Following is the sample code in javascript to explain using PDF to JSON meta endpoint:

var https = require("https");
var path = require("path");
var fs = require("fs");

const API_KEY = "***************************************";

// Direct URL of source PDF file.
// You can also upload your own file into PDF.co and use it as url. Check "Upload File" samples for code snippets: https://github.com/bytescout/pdf-co-api-samples/tree/master/File%20Upload/   
const SourceFileUrl = "https://bytescout-com.s3.amazonaws.com/files/demo-files/cloud-api/pdf-to-json/sample.pdf";

// Comma-separated list of page indices (or ranges) to process. Leave empty for all pages. Example: '0,2-5,7-'.
const Pages = "";

// PDF document password. Leave empty for unprotected documents.
const Password = "";

// Destination JSON file name
const DestinationFile = "./result.json";


//To run the process asynchronously
const async = "true";

// Prepare request to `PDF To JSON` API endpoint
var queryPath = `/v1/pdf/convert/to/json-meta`;

// JSON payload for api request
var jsonPayload = JSON.stringify({
    name: path.basename(DestinationFile), password: Password, pages: Pages, url: SourceFileUrl, async: async
});

var reqOptions = {
    host: "api.pdf.co",
    method: "POST",
    path: queryPath,
    headers: {
        "x-api-key": API_KEY,
        "Content-Type": "application/json",
        "Content-Length": Buffer.byteLength(jsonPayload, 'utf8')
    }
};

// Send request
var postRequest = https.request(reqOptions, (response) => {
    response.on("data", (d) => {
        // Parse JSON response
        var data = JSON.parse(d);       
        if (data.error == false) {
            // Download JSON file
            var file = fs.createWriteStream(DestinationFile);
            https.get(data.url, (response2) => {
                response2.pipe(file)
                .on("close", () => {
                    console.log(`Generated JSON file saved as "${DestinationFile}" file.`);
                });
            });
        }
        else {
            // Service reported error
            console.log(data.message);
        }
    });
}).on("error", (e) => {
    // Request error
    console.log(e);
});

// Write request data
postRequest.write(jsonPayload);
postRequest.end();

JSON File Output

Below is the output screenshot to show a small part of the resulting JSON file:

JSON File Output

Step-by-Step Guide to Convert PDF to JSON in JS

  1. The code imports the required packages to make the API request, read the file, and store it on the local storage. In this scenario, the required packages are “https”, “fs”, and “path.”

  2. It then declares and initializes the API_Key, which the users can get by signing up or logging into the PDF.co account. As the PDF.co APIs are secure; the users need these API keys to make requests to them.

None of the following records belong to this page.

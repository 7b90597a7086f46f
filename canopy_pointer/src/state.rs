// Copyright 2025 the Canopy Authors
// SPDX-License-Identifier: Apache-2.0 OR MIT

//! Pointer location and button tables.
//!
//! ## Usage
//!
//! 1) Construct one [`PointerInputState`] per process (or per test).
//! 2) On every pointer event, call [`PointerInputState::save_pointer_position`]
//!    and press/release the event's button.
//! 3) Read positions, panels, flags and button masks back during dispatch.
//!
//! Pointer ids index fixed-size tables. An id outside `0..max_pointers()` is a
//! caller bug and panics.

use alloc::vec;
use alloc::vec::Vec;

use kurbo::Point;

use crate::id::{PanelBounds, PanelId, PointerContext, pointer_id};

bitflags::bitflags! {
    /// Flags describing a stored pointer location.
    #[derive(Clone, Copy, Debug, Default, PartialEq, Eq, Hash)]
    pub struct LocationFlags: u8 {
        /// The position was outside the panel's root layout when it was saved.
        ///
        /// This is not recomputed when the panel resizes.
        const OUTSIDE_PANEL = 0b0000_0001;
    }
}

/// Configuration for [`PointerInputState`].
#[derive(Copy, Clone, Debug, PartialEq, Eq)]
pub struct PointerConfig {
    /// Number of pointer id slots (default: [`pointer_id::MAX_POINTERS`]).
    pub max_pointers: usize,
}

impl Default for PointerConfig {
    fn default() -> Self {
        Self {
            max_pointers: pointer_id::MAX_POINTERS,
        }
    }
}

/// One pointer's last known location within one context.
#[derive(Copy, Clone, Debug, PartialEq)]
struct PointerLocation {
    position: Point,
    panel: Option<PanelId>,
    flags: LocationFlags,
}

impl Default for PointerLocation {
    fn default() -> Self {
        Self {
            position: Point::ZERO,
            panel: None,
            flags: LocationFlags::OUTSIDE_PANEL,
        }
    }
}

impl PointerLocation {
    fn set(&mut self, position: Point, panel: Option<&dyn PanelBounds>) {
        self.position = position;
        self.panel = panel.map(PanelBounds::panel_id);
        self.flags = match panel {
            Some(panel) if panel.root_layout().contains(position) => LocationFlags::empty(),
            _ => LocationFlags::OUTSIDE_PANEL,
        };
    }
}

/// Per-pointer location and button state.
///
/// Locations are kept per [`PointerContext`]; pressed buttons are physical
/// state and shared between contexts.
#[derive(Clone, Debug)]
pub struct PointerInputState {
    editor_locations: Vec<PointerLocation>,
    player_locations: Vec<PointerLocation>,
    pressed_buttons: Vec<u32>,
}

impl Default for PointerInputState {
    fn default() -> Self {
        Self::new()
    }
}

impl PointerInputState {
    /// Creates state with [`PointerConfig::default`].
    #[must_use]
    pub fn new() -> Self {
        Self::with_config(PointerConfig::default())
    }

    /// Creates state with the given configuration.
    #[must_use]
    pub fn with_config(config: PointerConfig) -> Self {
        Self {
            editor_locations: vec![PointerLocation::default(); config.max_pointers],
            player_locations: vec![PointerLocation::default(); config.max_pointers],
            pressed_buttons: vec![0; config.max_pointers],
        }
    }

    /// Number of pointer id slots.
    #[must_use]
    pub fn max_pointers(&self) -> usize {
        self.pressed_buttons.len()
    }

    /// Forgets every location and button.
    pub fn reset(&mut self) {
        self.editor_locations.fill(PointerLocation::default());
        self.player_locations.fill(PointerLocation::default());
        self.pressed_buttons.fill(0);
    }

    /// Drops every reference to `panel`, in both contexts.
    ///
    /// Locations that pointed at the panel keep their position but become
    /// panel-less and therefore outside.
    pub fn remove_panel_data(&mut self, panel: PanelId) {
        for location in self
            .editor_locations
            .iter_mut()
            .chain(self.player_locations.iter_mut())
        {
            if location.panel == Some(panel) {
                location.panel = None;
                location.flags |= LocationFlags::OUTSIDE_PANEL;
            }
        }
    }

    fn locations(&self, context: PointerContext) -> &[PointerLocation] {
        match context {
            PointerContext::Editor => &self.editor_locations,
            PointerContext::Player => &self.player_locations,
        }
    }

    fn locations_mut(&mut self, context: PointerContext) -> &mut [PointerLocation] {
        match context {
            PointerContext::Editor => &mut self.editor_locations,
            PointerContext::Player => &mut self.player_locations,
        }
    }

    fn check_pointer_id(&self, pointer_id: usize) {
        assert!(
            pointer_id < self.max_pointers(),
            "pointer id {pointer_id} out of range (max {})",
            self.max_pointers()
        );
    }

    /// Records where `pointer_id` is and which panel it is over.
    ///
    /// [`LocationFlags::OUTSIDE_PANEL`] is set when there is no panel or the
    /// panel's root layout does not contain `position`.
    ///
    /// # Panics
    ///
    /// Panics if `pointer_id` is out of range.
    pub fn save_pointer_position(
        &mut self,
        pointer_id: usize,
        position: Point,
        panel: Option<&dyn PanelBounds>,
        context: PointerContext,
    ) {
        self.check_pointer_id(pointer_id);
        let location = &mut self.locations_mut(context)[pointer_id];
        location.set(position, panel);
        tracing::trace!(
            pointer_id,
            ?context,
            x = position.x,
            y = position.y,
            outside = location.flags.contains(LocationFlags::OUTSIDE_PANEL),
            "saved pointer position"
        );
    }

    /// Marks `button_id` as pressed for `pointer_id`.
    ///
    /// # Panics
    ///
    /// Panics if `pointer_id` is out of range or `button_id >= 32`.
    pub fn press_button(&mut self, pointer_id: usize, button_id: u32) {
        assert!(button_id < 32, "button id {button_id} out of range");
        self.check_pointer_id(pointer_id);
        self.pressed_buttons[pointer_id] |= 1 << button_id;
        tracing::trace!(pointer_id, button_id, "pressed button");
    }

    /// Marks `button_id` as released for `pointer_id`.
    ///
    /// # Panics
    ///
    /// Panics if `pointer_id` is out of range or `button_id >= 32`.
    pub fn release_button(&mut self, pointer_id: usize, button_id: u32) {
        assert!(button_id < 32, "button id {button_id} out of range");
        self.check_pointer_id(pointer_id);
        self.pressed_buttons[pointer_id] &= !(1 << button_id);
        tracing::trace!(pointer_id, button_id, "released button");
    }

    /// Releases every button of `pointer_id`.
    ///
    /// # Panics
    ///
    /// Panics if `pointer_id` is out of range.
    pub fn release_all_buttons(&mut self, pointer_id: usize) {
        self.check_pointer_id(pointer_id);
        self.pressed_buttons[pointer_id] = 0;
    }

    /// Last saved position of `pointer_id` in `context`.
    #[must_use]
    pub fn pointer_position(&self, pointer_id: usize, context: PointerContext) -> Point {
        self.check_pointer_id(pointer_id);
        self.locations(context)[pointer_id].position
    }

    /// Panel `pointer_id` was last saved against in `context`.
    #[must_use]
    pub fn panel(&self, pointer_id: usize, context: PointerContext) -> Option<PanelId> {
        self.check_pointer_id(pointer_id);
        self.locations(context)[pointer_id].panel
    }

    /// Flags of the last saved location.
    #[must_use]
    pub fn location_flags(&self, pointer_id: usize, context: PointerContext) -> LocationFlags {
        self.check_pointer_id(pointer_id);
        self.locations(context)[pointer_id].flags
    }

    /// Returns `true` if the last saved location has all of `flag` set.
    #[must_use]
    pub fn has_location_flag(
        &self,
        pointer_id: usize,
        context: PointerContext,
        flag: LocationFlags,
    ) -> bool {
        self.location_flags(pointer_id, context).contains(flag)
    }

    /// Bitmask of pressed buttons (bit `n` is button `n`).
    #[must_use]
    pub fn pressed_buttons(&self, pointer_id: usize) -> u32 {
        self.check_pointer_id(pointer_id);
        self.pressed_buttons[pointer_id]
    }

    /// Returns `true` if any button other than `except_button_id` is pressed.
    #[must_use]
    pub fn has_additional_pressed_buttons(&self, pointer_id: usize, except_button_id: u32) -> bool {
        let mask = 1_u32.checked_shl(except_button_id).unwrap_or(0);
        self.pressed_buttons(pointer_id) & !mask != 0
    }
}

  3. After this, it declares and initializes the API’s body payload, which in this sample code is the source file URL, destination file pages, and the file password. The users can see from this example that the pages and password variable are left empty for the users to play with the variables to classify the pages of the source or password-protected file. The code utilizes the PDF.co sample code containing the sample source file in this scenario. The users can see and download this file. Therefore, it is not password protected.

  4. It declares the initializes the “async” variable with “true” so that the request can run asynchronously. As this API runs on AI, it can be prolonged, especially for large files. Therefore, it is recommended to use async mode while calling it.

  5. It then assembles variables for JSON payload and sends the API requests. The successful request returns the JSON that the file stream reads and stores on the local storage as the results.JSON file, i.e., the destination file.